From the records that follow, copy every line that contains the word "implementations".

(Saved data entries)
============
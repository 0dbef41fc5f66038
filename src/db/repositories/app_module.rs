//! Application module repository

use crate::config::DatabaseDriver;
use crate::db::pool::{mysql, sqlite};
use crate::db::DynDatabasePool;
use crate::models::{AppModule, ModuleFilter};
use anyhow::{Context, Result};
use async_trait::async_trait;
use chrono::Utc;
use sqlx::{MySqlPool, Row, SqlitePool};
use std::sync::Arc;

use super::query::{bind_mysql, bind_sqlite, Filters, SqlValue};

const MODULE_COLUMNS: &str =
    "id, module_key, name, description, route, icon, enabled, sort_order, created_at, updated_at";

#[async_trait]
pub trait ModuleRepository: Send + Sync {
    async fn create(&self, module: &AppModule) -> Result<AppModule>;
    async fn get_by_id(&self, id: i64) -> Result<Option<AppModule>>;
    async fn get_by_key(&self, key: &str) -> Result<Option<AppModule>>;
    async fn list(&self, filter: &ModuleFilter, order_by: &str, offset: i64, limit: i64) -> Result<Vec<AppModule>>;
    async fn count(&self, filter: &ModuleFilter) -> Result<i64>;
    async fn update(&self, module: &AppModule) -> Result<AppModule>;
    async fn delete(&self, id: i64) -> Result<bool>;
}

pub struct SqlxModuleRepository {
    pool: DynDatabasePool,
}

impl SqlxModuleRepository {
    pub fn new(pool: DynDatabasePool) -> Self {
        Self { pool }
    }

    pub fn boxed(pool: DynDatabasePool) -> Arc<dyn ModuleRepository> {
        Arc::new(Self::new(pool))
    }
}

#[async_trait]
impl ModuleRepository for SqlxModuleRepository {
    async fn create(&self, module: &AppModule) -> Result<AppModule> {
        match self.pool.driver() {
            DatabaseDriver::Sqlite => create_sqlite(sqlite(&self.pool)?, module).await,
            DatabaseDriver::Mysql => create_mysql(mysql(&self.pool)?, module).await,
        }
    }

    async fn get_by_id(&self, id: i64) -> Result<Option<AppModule>> {
        match self.pool.driver() {
            DatabaseDriver::Sqlite => get_by_sqlite(sqlite(&self.pool)?, "id", id.into()).await,
            DatabaseDriver::Mysql => get_by_mysql(mysql(&self.pool)?, "id", id.into()).await,
        }
    }

    async fn get_by_key(&self, key: &str) -> Result<Option<AppModule>> {
        match self.pool.driver() {
            DatabaseDriver::Sqlite => get_by_sqlite(sqlite(&self.pool)?, "module_key", key.into()).await,
            DatabaseDriver::Mysql => get_by_mysql(mysql(&self.pool)?, "module_key", key.into()).await,
        }
    }

    async fn list(&self, filter: &ModuleFilter, order_by: &str, offset: i64, limit: i64) -> Result<Vec<AppModule>> {
        let filters = module_filters(filter);
        let sql = format!(
            "SELECT {} FROM app_modules{} ORDER BY {} LIMIT ? OFFSET ?",
            MODULE_COLUMNS,
            filters.where_sql(),
            order_by
        );
        match self.pool.driver() {
            DatabaseDriver::Sqlite => {
                let rows = bind_sqlite(sqlx::query(&sql), filters.values())
                    .bind(limit)
                    .bind(offset)
                    .fetch_all(sqlite(&self.pool)?)
                    .await
                    .context("Failed to list modules")?;
                rows.iter().map(row_to_module_sqlite).collect()
            }
            DatabaseDriver::Mysql => {
                let rows = bind_mysql(sqlx::query(&sql), filters.values())
                    .bind(limit)
                    .bind(offset)
                    .fetch_all(mysql(&self.pool)?)
                    .await
                    .context("Failed to list modules")?;
                rows.iter().map(row_to_module_mysql).collect()
            }
        }
    }

    async fn count(&self, filter: &ModuleFilter) -> Result<i64> {
        let filters = module_filters(filter);
        let sql = format!("SELECT COUNT(*) as count FROM app_modules{}", filters.where_sql());
        let count: i64 = match self.pool.driver() {
            DatabaseDriver::Sqlite => bind_sqlite(sqlx::query(&sql), filters.values())
                .fetch_one(sqlite(&self.pool)?)
                .await
                .context("Failed to count modules")?
                .get("count"),
            DatabaseDriver::Mysql => bind_mysql(sqlx::query(&sql), filters.values())
                .fetch_one(mysql(&self.pool)?)
                .await
                .context("Failed to count modules")?
                .get("count"),
        };
        Ok(count)
    }

    async fn update(&self, module: &AppModule) -> Result<AppModule> {
        match self.pool.driver() {
            DatabaseDriver::Sqlite => update_sqlite(sqlite(&self.pool)?, module).await,
            DatabaseDriver::Mysql => update_mysql(mysql(&self.pool)?, module).await,
        }
    }

    async fn delete(&self, id: i64) -> Result<bool> {
        let affected = match self.pool.driver() {
            DatabaseDriver::Sqlite => sqlx::query("DELETE FROM app_modules WHERE id = ?")
                .bind(id)
                .execute(sqlite(&self.pool)?)
                .await
                .context("Failed to delete module")?
                .rows_affected(),
            DatabaseDriver::Mysql => sqlx::query("DELETE FROM app_modules WHERE id = ?")
                .bind(id)
                .execute(mysql(&self.pool)?)
                .await
                .context("Failed to delete module")?
                .rows_affected(),
        };
        Ok(affected > 0)
    }
}

fn module_filters(filter: &ModuleFilter) -> Filters {
    let mut filters = Filters::new();
    if let Some(enabled) = filter.enabled {
        filters.eq("enabled", enabled);
    }
    filters
}

// SQLite implementations
async fn create_sqlite(pool: &SqlitePool, module: &AppModule) -> Result<AppModule> {
    let now = Utc::now();
    let result = sqlx::query(
        "INSERT INTO app_modules (module_key, name, description, route, icon, enabled, sort_order, created_at, updated_at) VALUES (?, ?, ?, ?, ?, ?, ?, ?, ?)",
    )
    .bind(&module.key)
    .bind(&module.name)
    .bind(&module.description)
    .bind(&module.route)
    .bind(&module.icon)
    .bind(module.enabled)
    .bind(module.sort_order)
    .bind(now)
    .bind(now)
    .execute(pool)
    .await
    .context("Failed to create module")?;

    Ok(AppModule {
        id: result.last_insert_rowid(),
        created_at: now,
        updated_at: now,
        ..module.clone()
    })
}

async fn get_by_sqlite(
    pool: &SqlitePool,
    column: &str,
    value: SqlValue,
) -> Result<Option<AppModule>> {
    let sql = format!("SELECT {} FROM app_modules WHERE {} = ?", MODULE_COLUMNS, column);
    let row = bind_sqlite(sqlx::query(&sql), &[value])
        .fetch_optional(pool)
        .await
        .context("Failed to get module")?;
    row.as_ref().map(row_to_module_sqlite).transpose()
}

async fn update_sqlite(pool: &SqlitePool, module: &AppModule) -> Result<AppModule> {
    sqlx::query(
        "UPDATE app_modules SET module_key = ?, name = ?, description = ?, route = ?, icon = ?, enabled = ?, sort_order = ?, updated_at = ? WHERE id = ?",
    )
    .bind(&module.key)
    .bind(&module.name)
    .bind(&module.description)
    .bind(&module.route)
    .bind(&module.icon)
    .bind(module.enabled)
    .bind(module.sort_order)
    .bind(Utc::now())
    .bind(module.id)
    .execute(pool)
    .await
    .context("Failed to update module")?;
    get_by_sqlite(pool, "id", module.id.into())
        .await?
        .ok_or_else(|| anyhow::anyhow!("Module not found after update"))
}

fn row_to_module_sqlite(row: &sqlx::sqlite::SqliteRow) -> Result<AppModule> {
    Ok(AppModule {
        id: row.get("id"),
        key: row.get("module_key"),
        name: row.get("name"),
        description: row.get("description"),
        route: row.get("route"),
        icon: row.get("icon"),
        enabled: row.get("enabled"),
        sort_order: row.get("sort_order"),
        created_at: row.get("created_at"),
        updated_at: row.get("updated_at"),
    })
}

// MySQL implementations
async fn create_mysql(pool: &MySqlPool, module: &AppModule) -> Result<AppModule> {
    let now = Utc::now();
    let result = sqlx::query(
        "INSERT INTO app_modules (module_key, name, description, route, icon, enabled, sort_order, created_at, updated_at) VALUES (?, ?, ?, ?, ?, ?, ?, ?, ?)",
    )
    .bind(&module.key)
    .bind(&module.name)
    .bind(&module.description)
    .bind(&module.route)
    .bind(&module.icon)
    .bind(module.enabled)
    .bind(module.sort_order)
    .bind(now)
    .bind(now)
    .execute(pool)
    .await
    .context("Failed to create module")?;

    Ok(AppModule {
        id: result.last_insert_id() as i64,
        created_at: now,
        updated_at: now,
        ..module.clone()
    })
}

async fn get_by_mysql(
    pool: &MySqlPool,
    column: &str,
    value: SqlValue,
) -> Result<Option<AppModule>> {
    let sql = format!("SELECT {} FROM app_modules WHERE {} = ?", MODULE_COLUMNS, column);
    let row = bind_mysql(sqlx::query(&sql), &[value])
        .fetch_optional(pool)
        .await
        .context("Failed to get module")?;
    row.as_ref().map(row_to_module_mysql).transpose()
}

async fn update_mysql(pool: &MySqlPool, module: &AppModule) -> Result<AppModule> {
    sqlx::query(
        "UPDATE app_modules SET module_key = ?, name = ?, description = ?, route = ?, icon = ?, enabled = ?, sort_order = ?, updated_at = ? WHERE id = ?",
    )
    .bind(&module.key)
    .bind(&module.name)
    .bind(&module.description)
    .bind(&module.route)
    .bind(&module.icon)
    .bind(module.enabled)
    .bind(module.sort_order)
    .bind(Utc::now())
    .bind(module.id)
    .execute(pool)
    .await
    .context("Failed to update module")?;
    get_by_mysql(pool, "id", module.id.into())
        .await?
        .ok_or_else(|| anyhow::anyhow!("Module not found after update"))
}

fn row_to_module_mysql(row: &sqlx::mysql::MySqlRow) -> Result<AppModule> {
    Ok(AppModule {
        id: row.get("id"),
        key: row.get("module_key"),
        name: row.get("name"),
        description: row.get("description"),
        route: row.get("route"),
        icon: row.get("icon"),
        enabled: row.get("enabled"),
        sort_order: row.get("sort_order"),
        created_at: row.get("created_at"),
        updated_at: row.get("updated_at"),
    })
}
============
FINISHED EXERCISE =
// SQLite implementations
// MySQL implementations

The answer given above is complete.